“I think lately I’ve been thinking a lot about the early 2000s, like a lot of people, I think, in their 30s.”
That’s one of the first things writer, game designer, and podcaster Merritt K said to me in early November. At this point, everything about gaming, and being online in general, was fundamentally simpler than it was at the turn of the century. You can now play intensive triple-A games on a cheap phone, provided you have a cloud gaming subscription and a decent wireless connection. You can instantly set up a chat room for free, build an online presence and even publish videos. Performance-oriented and customizable PC gaming hardware is just a few clicks and a few days away from showing up at your door.
And yet we’re both hopelessly wistful for something completely different: LAN parties. Merritt K so much so that she is writing, curating and crowdfunding a book: LAN party. It’s a collection of original amateur photos – many scaled up through AI – and short essays about a period when multiplayer gaming meant desktop towers, energy drinks, and being physically present in some awkward spaces. It’s been over a year in the making, but she’s been thinking about it for a lot longer.

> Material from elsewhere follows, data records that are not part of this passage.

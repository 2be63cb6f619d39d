use std::collections::{BTreeMap, HashMap};
use tracing::debug;

use crate::error::{Error, Result};
use crate::models::Field;

/// 論理フィールド名からJIRAのフィールドIDへの対応表
///
/// 起動時に一度だけ構築し、以後は読み取り専用で共有する。
#[derive(Debug, Clone, Default, PartialEq)]
pub struct FieldMapping {
    ids: HashMap<String, String>,
}

impl FieldMapping {
    /// フィールドカタログと設定（論理名 -> 表示名）から対応表を構築
    ///
    /// 表示名は大文字小文字を区別せず完全一致で照合する。1つでも見つからなければ
    /// その表示名を含む `Error::FieldNotFound` を返し、部分的な対応表は返さない。
    pub fn resolve(catalog: &[Field], labels: &BTreeMap<String, String>) -> Result<Self> {
        let mut ids = HashMap::with_capacity(labels.len());

        for (logical_name, label) in labels {
            let wanted = label.to_lowercase();
            let field = catalog
                .iter()
                .find(|f| f.name.to_lowercase() == wanted)
                .ok_or_else(|| Error::FieldNotFound(label.clone()))?;

            debug!(logical_name = %logical_name, field_id = %field.id, "resolved field");
            ids.insert(logical_name.clone(), field.id.clone());
        }

        Ok(Self { ids })
    }

    pub fn get(&self, logical_name: &str) -> Option<&str> {
        self.ids.get(logical_name).map(String::as_str)
    }

    pub fn len(&self) -> usize {
        self.ids.len()
    }

    pub fn is_empty(&self) -> bool {
        self.ids.is_empty()
    }
}
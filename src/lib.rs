/// Ruby Popup - Chrome Extension popup for the local Ruby assistant
/// Built with Rust + WASM + Yew

pub mod binding;
pub mod browser;
pub mod config;
pub mod controller;
pub mod error;
pub mod ui;

use std::rc::Rc;

use wasm_bindgen::prelude::*;

use crate::binding::bind_controls;
use crate::browser::{Browser, WindowBrowser};
use crate::config::PopupConfig;
use crate::error::PopupError;

// Set up panic hook for better error messages in the browser console
#[wasm_bindgen(start)]
pub fn main() {
    console_error_panic_hook::set_once();
    wasm_logger::init(wasm_logger::Config::default());
}

// Bind the handlers to the popup's own markup (#open-ruby, #talk-ruby)
#[wasm_bindgen]
pub fn bind_popup() -> Result<(), JsValue> {
    bind_with(PopupConfig::default())?;
    Ok(())
}

#[wasm_bindgen]
pub fn bind_popup_with_config(config: JsValue) -> Result<(), JsValue> {
    bind_with(parse_config(config)?)?;
    Ok(())
}

// Start the Yew app for the popup
#[wasm_bindgen]
pub fn start_popup() {
    yew::Renderer::<ui::popup::App>::new().render();
}

#[wasm_bindgen]
pub fn start_popup_with_config(config: JsValue) -> Result<(), JsValue> {
    let props = ui::popup::AppProps {
        config: Rc::new(parse_config(config)?),
        browser: None,
    };
    yew::Renderer::<ui::popup::App>::with_props(props).render();
    Ok(())
}

/// Read a popup config handed over from JS.
///
/// `null` and `undefined` mean the defaults. Keys are camelCase and any of them
/// may be left out.
pub fn parse_config(config: JsValue) -> Result<PopupConfig, PopupError> {
    let config: PopupConfig = if config.is_null() || config.is_undefined() {
        PopupConfig::default()
    } else {
        serde_wasm_bindgen::from_value(config)
            .map_err(|e| PopupError::InvalidConfig(format!("{:?}", e)))?
    };
    config.validate()?;
    Ok(config)
}

fn bind_with(config: PopupConfig) -> Result<(), PopupError> {
    let browser = WindowBrowser::from_global()?;
    let document = web_sys::window()
        .ok_or(PopupError::NoWindow)?
        .document()
        .ok_or(PopupError::NoDocument)?;

    let browser: Rc<dyn Browser> = Rc::new(browser);
    let report = bind_controls(&document, Rc::new(config), browser);
    log::info!(
        "popup bound {} of {} controls",
        report.bound.len(),
        report.bound.len() + report.failed.len()
    );
    Ok(())
}
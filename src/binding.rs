/// Attach the popup controls to markup the hosting page already has

use std::rc::Rc;

use wasm_bindgen::JsCast;
use wasm_bindgen::prelude::*;
use web_sys::{Document, MouseEvent};

use crate::browser::Browser;
use crate::config::PopupConfig;
use crate::controller::{Control, click_and_log};
use crate::error::PopupError;

/// Outcome of binding every control
#[derive(Debug, Default)]
pub struct BindReport {
    pub bound: Vec<Control>,
    pub failed: Vec<(Control, PopupError)>,
}

impl BindReport {
    pub fn is_complete(&self) -> bool {
        self.failed.is_empty()
    }
}

/// Bind a click listener for `control` to its element.
///
/// The listener is leaked into the page, it lives as long as the popup does.
pub fn bind_control(
    document: &Document,
    control: Control,
    config: Rc<PopupConfig>,
    browser: Rc<dyn Browser>,
) -> Result<(), PopupError> {
    let id = control.element_id(&config);
    let element = document
        .get_element_by_id(id)
        .ok_or_else(|| PopupError::ElementNotFound(id.to_string()))?;

    let listener = Closure::<dyn FnMut(MouseEvent)>::new(move |_event: MouseEvent| {
        click_and_log(browser.as_ref(), &config, control);
    });

    element
        .add_event_listener_with_callback("click", listener.as_ref().unchecked_ref())
        .map_err(PopupError::from_js)?;
    listener.forget();

    Ok(())
}

/// Bind both controls. A missing element only costs its own binding.
pub fn bind_controls(
    document: &Document,
    config: Rc<PopupConfig>,
    browser: Rc<dyn Browser>,
) -> BindReport {
    let mut report = BindReport::default();

    for control in Control::ALL {
        match bind_control(document, control, config.clone(), browser.clone()) {
            Ok(()) => {
                log::debug!("bound {} control to #{}", control.name(), control.element_id(&config));
                report.bound.push(control);
            }
            Err(e) => {
                log::warn!("could not bind {} control: {}", control.name(), e);
                report.failed.push((control, e));
            }
        }
    }

    report
}
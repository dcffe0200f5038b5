/// Browser side effects used by the popup handlers

use std::fmt;
use std::rc::Rc;

use web_sys::Window;

use crate::config::TAB_TARGET;
use crate::error::PopupError;

/// The two effects a popup handler can produce
pub trait Browser {
    /// Show a blocking modal notification
    fn alert(&self, message: &str) -> Result<(), PopupError>;

    /// Open `url` in a new tab
    fn open_tab(&self, url: &str) -> Result<(), PopupError>;
}

/// `Browser` backed by the page's global window
#[derive(Debug, Clone)]
pub struct WindowBrowser {
    window: Window,
}

impl WindowBrowser {
    pub fn new(window: Window) -> Self {
        WindowBrowser { window }
    }

    pub fn from_global() -> Result<Self, PopupError> {
        let window = web_sys::window().ok_or(PopupError::NoWindow)?;
        Ok(Self::new(window))
    }
}

impl Browser for WindowBrowser {
    fn alert(&self, message: &str) -> Result<(), PopupError> {
        self.window
            .alert_with_message(message)
            .map_err(PopupError::from_js)
    }

    fn open_tab(&self, url: &str) -> Result<(), PopupError> {
        match self.window.open_with_url_and_target(url, TAB_TARGET) {
            Ok(Some(_)) => Ok(()),
            // window.open hands back null when a pop-up blocker steps in
            Ok(None) => Err(PopupError::PopupBlocked(url.to_string())),
            Err(e) => Err(PopupError::from_js(e)),
        }
    }
}

/// Shared `Browser` handed to UI components as a prop.
///
/// Two handles are equal when they point at the same browser.
#[derive(Clone)]
pub struct BrowserHandle(pub Rc<dyn Browser>);

impl BrowserHandle {
    pub fn new<B: Browser + 'static>(browser: B) -> Self {
        BrowserHandle(Rc::new(browser))
    }
}

impl PartialEq for BrowserHandle {
    fn eq(&self, other: &Self) -> bool {
        Rc::ptr_eq(&self.0, &other.0)
    }
}

impl fmt::Debug for BrowserHandle {
    fn fmt(&self, f: &mut fmt::Formatter<'_>) -> fmt::Result {
        f.write_str("BrowserHandle")
    }
}
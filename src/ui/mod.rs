/// UI module exports
pub mod popup;
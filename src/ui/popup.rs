/// Popup UI rendered by Yew, for pages without their own markup

use std::rc::Rc;

use yew::prelude::*;

use crate::browser::{BrowserHandle, WindowBrowser};
use crate::config::PopupConfig;
use crate::controller::{Control, click_and_log};

#[derive(Properties, PartialEq, Default)]
pub struct AppProps {
    #[prop_or_default]
    pub config: Rc<PopupConfig>,
    /// Effects target; the page's window when unset
    #[prop_or_default]
    pub browser: Option<BrowserHandle>,
}

#[function_component(App)]
pub fn app(props: &AppProps) -> Html {
    let on_click = |control: Control| {
        let config = props.config.clone();
        let browser = props.browser.clone();
        Callback::from(move |_: MouseEvent| match &browser {
            Some(handle) => click_and_log(handle.0.as_ref(), &config, control),
            None => match WindowBrowser::from_global() {
                Ok(window) => click_and_log(&window, &config, control),
                Err(e) => log::error!("{} handler failed: {}", control.name(), e),
            },
        })
    };

    html! {
        <div class="padding-20">
            <h1 class="popup-title">{"Ruby"}</h1>

            <div class="flex-column-gap">
                <button
                    id={props.config.open_id.clone()}
                    class="popup-button"
                    onclick={on_click(Control::Open)}
                >
                    {"Open Ruby"}
                </button>
                <button
                    id={props.config.talk_id.clone()}
                    class="popup-button"
                    onclick={on_click(Control::Talk)}
                >
                    {"Talk to Ruby"}
                </button>
            </div>
        </div>
    }
}
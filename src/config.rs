/// Popup configuration: backend address, notice text and control ids

use serde::{Deserialize, Serialize};
use url::Url;

use crate::error::PopupError;

pub const DEFAULT_BACKEND_URL: &str = "http://localhost:5001";
pub const DEFAULT_NOTICE: &str = "Ruby is listening! You can talk to her now.";
pub const DEFAULT_OPEN_ID: &str = "open-ruby";
pub const DEFAULT_TALK_ID: &str = "talk-ruby";

/// Browsing context every tab is opened in
pub const TAB_TARGET: &str = "_blank";

#[derive(Debug, Clone, PartialEq, Serialize, Deserialize)]
#[serde(default, rename_all = "camelCase")]
pub struct PopupConfig {
    pub backend_url: String,
    pub notice: String,
    pub open_id: String,
    pub talk_id: String,
}

impl PopupConfig {
    pub fn new() -> Self {
        PopupConfig {
            backend_url: DEFAULT_BACKEND_URL.to_string(),
            notice: DEFAULT_NOTICE.to_string(),
            open_id: DEFAULT_OPEN_ID.to_string(),
            talk_id: DEFAULT_TALK_ID.to_string(),
        }
    }

    /// Check the backend address and the control ids.
    ///
    /// The address must be an absolute http(s) URL with a host. The ids must be
    /// non-empty, free of surrounding whitespace and distinct, otherwise a control
    /// could never find its element or both would bind the same one.
    pub fn validate(&self) -> Result<(), PopupError> {
        let url = Url::parse(&self.backend_url)
            .map_err(|e| PopupError::InvalidConfig(format!("backendUrl {:?}: {}", self.backend_url, e)))?;

        if url.scheme() != "http" && url.scheme() != "https" {
            return Err(PopupError::InvalidConfig(format!(
                "backendUrl must use http or https, got {}",
                url.scheme()
            )));
        }
        if url.host_str().is_none() {
            return Err(PopupError::InvalidConfig("backendUrl has no host".to_string()));
        }

        if self.open_id.trim().is_empty() || self.talk_id.trim().is_empty() {
            return Err(PopupError::InvalidConfig("control ids must not be empty".to_string()));
        }
        for id in [&self.open_id, &self.talk_id] {
            if id.trim() != id.as_str() {
                return Err(PopupError::InvalidConfig(format!(
                    "control id {:?} has surrounding whitespace",
                    id
                )));
            }
        }
        if self.open_id == self.talk_id {
            return Err(PopupError::InvalidConfig(format!(
                "openId and talkId are both {:?}",
                self.open_id
            )));
        }

        Ok(())
    }
}

impl Default for PopupConfig {
    fn default() -> Self {
        Self::new()
    }
}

“Some of the reasons for that are just nostalgia, like, ‘Remember when you were a teenager, listening to emo music, going to LAN parties and stuff.’ But there’s another aspect, where the internet, which I think is a lot like Gen X, older millennial or mid-millennial people who grew up, is basically falling apart,” said Merritt K. “We felt us like this thing that was so important to me, internet culture and being online and technology and all these things – it was so hard growing up, and it gave me a way to talk to people and make connections.
“And now it’s just the opposite of that. Real life is where you can have meaningful interactions with people, and online is where you have to present this brand, this manicured identity. I think there’s something that appeals to people, and me, about LAN parties is that they’re kind of symbolic of this earlier era of technology when things were a bit rougher.”
From late night tweet to AI scaling
The demise of truly DIY consumer technology, the 20-year nostalgia window, the isolation of COVID-19 – some or all of these guided a late night tweet from Merritt K’s in September 2021 to almost 100,000 likes. Over four brightly lit images of people clearly wearing millennial clothes: “I want to make a coffee table book with just pictures of LAN parties from the 90s and 2000s.” Two minutes later: “Don’t steal this idea, it’s mine, someone please publish this.”
Someone is indeed publishing this: British video game history publisher Read-Only Memory. Merritt K searched for original photos and heard from hundreds of enthusiastic fans. Some had to sift through old media and hope that entropy hadn’t started yet. Some still had image directories on long-neglected but public web servers. Merritt K had seen many of the famous LAN party memes: the games of the San Antonio Spurs StarCraft on a plane next to their NBA championship trophy, the man duct taped to the ceiling – but was surprised by how rich the lesser-known photos she received.
“The composition in some of these is so good by accident,” said Merritt K. “They reveal so much about the era in terms of fashion, food, drink, and even the interior. I think that appealed to a lot of other people as well.”
The people who attended LAN parties were generally early adopters, and that included digital photography: grainy, yellow-timed, single-digit-megapixel, point-and-shoot digital photography. Untrained photographers shooting in dimly lit spaces with Y2K-era equipment lent much charm to the images Merritt K collected, but also made it impossible to print many of them in high resolution.
Enter Gigapixel AI, learning software that can scale images up to 600 percent. Gigapixel has scaled up famous 1896 movies of arriving trains, helped another AI win a controversial art fair, and further blurred the line between digital photo and illustration. Some interesting shots had to be left out because they were just too dark or blurry, even with AI help. Others caused Merritt K and her editors to question the line between dark basement reality and the need for images that worked in a physical book. It was a tricky balance, said Merritt K, but the overall spirit was enlightenment and entertainment, not accuracy of light balance.